### Exercise aim
Filter these entries so that only lines with the word "async" remain.

### Records
·····
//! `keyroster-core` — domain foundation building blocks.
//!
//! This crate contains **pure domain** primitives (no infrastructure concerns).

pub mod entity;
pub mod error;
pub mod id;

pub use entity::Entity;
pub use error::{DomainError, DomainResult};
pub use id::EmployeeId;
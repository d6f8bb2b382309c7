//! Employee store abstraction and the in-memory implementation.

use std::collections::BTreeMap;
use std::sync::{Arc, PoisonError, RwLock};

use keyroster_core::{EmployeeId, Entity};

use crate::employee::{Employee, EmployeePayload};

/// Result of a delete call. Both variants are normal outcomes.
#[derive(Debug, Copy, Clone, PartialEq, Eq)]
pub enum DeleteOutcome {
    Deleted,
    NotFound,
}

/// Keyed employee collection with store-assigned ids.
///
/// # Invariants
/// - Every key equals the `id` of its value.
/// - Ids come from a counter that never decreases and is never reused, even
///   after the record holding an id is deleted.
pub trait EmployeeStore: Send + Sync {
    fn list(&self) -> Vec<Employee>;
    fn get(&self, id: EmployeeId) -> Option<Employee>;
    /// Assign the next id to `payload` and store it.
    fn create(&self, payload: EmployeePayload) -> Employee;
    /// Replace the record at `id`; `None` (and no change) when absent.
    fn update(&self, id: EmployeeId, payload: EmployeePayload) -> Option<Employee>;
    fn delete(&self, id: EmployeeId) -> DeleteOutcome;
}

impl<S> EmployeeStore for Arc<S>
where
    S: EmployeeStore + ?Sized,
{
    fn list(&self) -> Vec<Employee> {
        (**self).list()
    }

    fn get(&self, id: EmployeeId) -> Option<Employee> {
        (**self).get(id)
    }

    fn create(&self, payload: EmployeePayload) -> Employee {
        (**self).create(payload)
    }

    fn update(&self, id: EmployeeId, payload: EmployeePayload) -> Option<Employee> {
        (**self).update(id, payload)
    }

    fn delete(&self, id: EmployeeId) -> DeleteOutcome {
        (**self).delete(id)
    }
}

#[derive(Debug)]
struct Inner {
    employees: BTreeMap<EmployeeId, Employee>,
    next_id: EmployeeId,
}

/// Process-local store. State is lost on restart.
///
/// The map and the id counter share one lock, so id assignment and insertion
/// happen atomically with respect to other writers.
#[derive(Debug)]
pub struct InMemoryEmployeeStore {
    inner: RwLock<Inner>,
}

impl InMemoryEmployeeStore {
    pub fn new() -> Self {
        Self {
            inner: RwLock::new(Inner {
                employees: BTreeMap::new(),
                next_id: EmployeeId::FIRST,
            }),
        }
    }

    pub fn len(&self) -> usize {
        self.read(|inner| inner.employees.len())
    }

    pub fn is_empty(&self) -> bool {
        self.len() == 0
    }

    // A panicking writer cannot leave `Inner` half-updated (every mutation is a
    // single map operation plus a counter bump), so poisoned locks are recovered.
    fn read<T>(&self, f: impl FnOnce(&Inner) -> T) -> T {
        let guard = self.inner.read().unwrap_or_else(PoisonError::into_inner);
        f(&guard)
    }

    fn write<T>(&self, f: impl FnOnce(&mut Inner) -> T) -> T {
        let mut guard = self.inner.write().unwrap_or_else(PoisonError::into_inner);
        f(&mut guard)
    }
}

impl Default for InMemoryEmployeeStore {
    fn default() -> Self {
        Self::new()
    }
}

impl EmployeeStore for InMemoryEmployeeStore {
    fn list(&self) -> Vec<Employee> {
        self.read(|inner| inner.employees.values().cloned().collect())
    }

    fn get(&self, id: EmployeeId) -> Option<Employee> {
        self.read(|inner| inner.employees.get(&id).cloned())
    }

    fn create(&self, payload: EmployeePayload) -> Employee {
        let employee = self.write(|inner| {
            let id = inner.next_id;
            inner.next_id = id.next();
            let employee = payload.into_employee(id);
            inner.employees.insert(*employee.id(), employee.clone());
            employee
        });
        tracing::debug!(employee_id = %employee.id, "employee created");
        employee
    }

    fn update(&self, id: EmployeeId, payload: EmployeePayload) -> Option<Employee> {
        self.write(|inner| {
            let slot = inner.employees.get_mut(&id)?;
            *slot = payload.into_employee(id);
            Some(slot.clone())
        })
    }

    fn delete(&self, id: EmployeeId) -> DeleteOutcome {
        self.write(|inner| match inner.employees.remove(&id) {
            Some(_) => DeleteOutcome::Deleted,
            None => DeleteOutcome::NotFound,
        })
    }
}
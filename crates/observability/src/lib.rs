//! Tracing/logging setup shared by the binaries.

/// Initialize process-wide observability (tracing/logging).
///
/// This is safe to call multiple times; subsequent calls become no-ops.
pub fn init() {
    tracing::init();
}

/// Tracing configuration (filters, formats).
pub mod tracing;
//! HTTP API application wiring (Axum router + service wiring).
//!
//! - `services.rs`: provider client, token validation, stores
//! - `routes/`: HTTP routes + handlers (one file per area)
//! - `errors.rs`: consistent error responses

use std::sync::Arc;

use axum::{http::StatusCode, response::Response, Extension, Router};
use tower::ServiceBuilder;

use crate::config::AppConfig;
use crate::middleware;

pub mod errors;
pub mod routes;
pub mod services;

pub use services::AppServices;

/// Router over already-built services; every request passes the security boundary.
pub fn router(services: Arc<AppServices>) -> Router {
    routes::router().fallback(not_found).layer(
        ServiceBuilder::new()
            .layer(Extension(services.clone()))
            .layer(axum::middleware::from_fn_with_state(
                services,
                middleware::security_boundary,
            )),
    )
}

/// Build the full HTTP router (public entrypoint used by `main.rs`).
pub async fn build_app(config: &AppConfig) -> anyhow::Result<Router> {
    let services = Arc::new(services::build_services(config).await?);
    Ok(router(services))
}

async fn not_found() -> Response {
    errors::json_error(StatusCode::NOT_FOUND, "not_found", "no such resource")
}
·····
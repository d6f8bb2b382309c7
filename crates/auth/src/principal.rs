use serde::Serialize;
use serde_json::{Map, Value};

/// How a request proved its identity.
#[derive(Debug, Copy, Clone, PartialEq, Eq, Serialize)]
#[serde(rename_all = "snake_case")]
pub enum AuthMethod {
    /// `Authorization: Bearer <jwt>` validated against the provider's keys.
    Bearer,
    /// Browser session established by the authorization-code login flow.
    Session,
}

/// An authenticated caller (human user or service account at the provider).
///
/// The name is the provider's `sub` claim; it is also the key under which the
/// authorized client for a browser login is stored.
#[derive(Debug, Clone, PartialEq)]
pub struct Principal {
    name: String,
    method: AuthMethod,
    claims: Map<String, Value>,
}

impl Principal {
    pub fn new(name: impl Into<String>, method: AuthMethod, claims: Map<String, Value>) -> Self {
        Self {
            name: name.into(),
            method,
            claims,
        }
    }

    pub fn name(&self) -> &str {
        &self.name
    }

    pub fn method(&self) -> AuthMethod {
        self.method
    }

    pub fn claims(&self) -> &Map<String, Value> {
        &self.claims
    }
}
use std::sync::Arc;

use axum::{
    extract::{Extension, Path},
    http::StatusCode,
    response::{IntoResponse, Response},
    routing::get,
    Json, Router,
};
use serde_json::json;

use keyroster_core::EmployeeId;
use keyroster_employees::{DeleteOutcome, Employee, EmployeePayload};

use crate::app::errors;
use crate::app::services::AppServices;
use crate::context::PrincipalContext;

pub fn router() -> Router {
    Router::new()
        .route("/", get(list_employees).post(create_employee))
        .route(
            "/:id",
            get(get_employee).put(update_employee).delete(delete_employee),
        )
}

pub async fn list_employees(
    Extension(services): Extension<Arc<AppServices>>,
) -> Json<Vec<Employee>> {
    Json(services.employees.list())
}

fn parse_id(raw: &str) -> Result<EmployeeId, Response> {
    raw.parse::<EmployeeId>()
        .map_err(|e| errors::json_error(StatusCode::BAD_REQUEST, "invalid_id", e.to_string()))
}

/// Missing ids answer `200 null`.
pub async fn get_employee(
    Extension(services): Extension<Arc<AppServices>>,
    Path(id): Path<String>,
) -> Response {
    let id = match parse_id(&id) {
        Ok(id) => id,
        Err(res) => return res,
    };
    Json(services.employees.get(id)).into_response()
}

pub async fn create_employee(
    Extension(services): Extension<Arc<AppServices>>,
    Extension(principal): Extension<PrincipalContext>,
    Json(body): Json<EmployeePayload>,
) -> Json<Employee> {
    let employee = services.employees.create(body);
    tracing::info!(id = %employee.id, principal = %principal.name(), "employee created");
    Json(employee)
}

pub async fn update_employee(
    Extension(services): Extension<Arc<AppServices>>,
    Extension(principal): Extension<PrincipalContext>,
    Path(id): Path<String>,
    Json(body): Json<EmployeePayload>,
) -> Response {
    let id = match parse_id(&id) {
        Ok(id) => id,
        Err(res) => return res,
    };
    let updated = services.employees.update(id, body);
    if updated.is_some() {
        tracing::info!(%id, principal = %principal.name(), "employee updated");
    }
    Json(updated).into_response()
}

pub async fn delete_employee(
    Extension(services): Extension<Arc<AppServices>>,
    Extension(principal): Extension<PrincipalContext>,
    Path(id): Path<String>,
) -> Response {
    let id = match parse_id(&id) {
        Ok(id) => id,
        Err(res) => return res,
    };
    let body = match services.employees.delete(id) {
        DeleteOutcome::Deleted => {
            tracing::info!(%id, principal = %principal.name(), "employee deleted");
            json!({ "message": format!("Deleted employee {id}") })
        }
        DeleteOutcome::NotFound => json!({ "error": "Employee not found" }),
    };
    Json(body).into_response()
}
·····
### Answer to this exercise
pub async fn build_app(config: &AppConfig) -> anyhow::Result<Router> {
async fn not_found() -> Response {
pub async fn list_employees(
pub async fn get_employee(
pub async fn create_employee(
pub async fn update_employee(
pub async fn delete_employee(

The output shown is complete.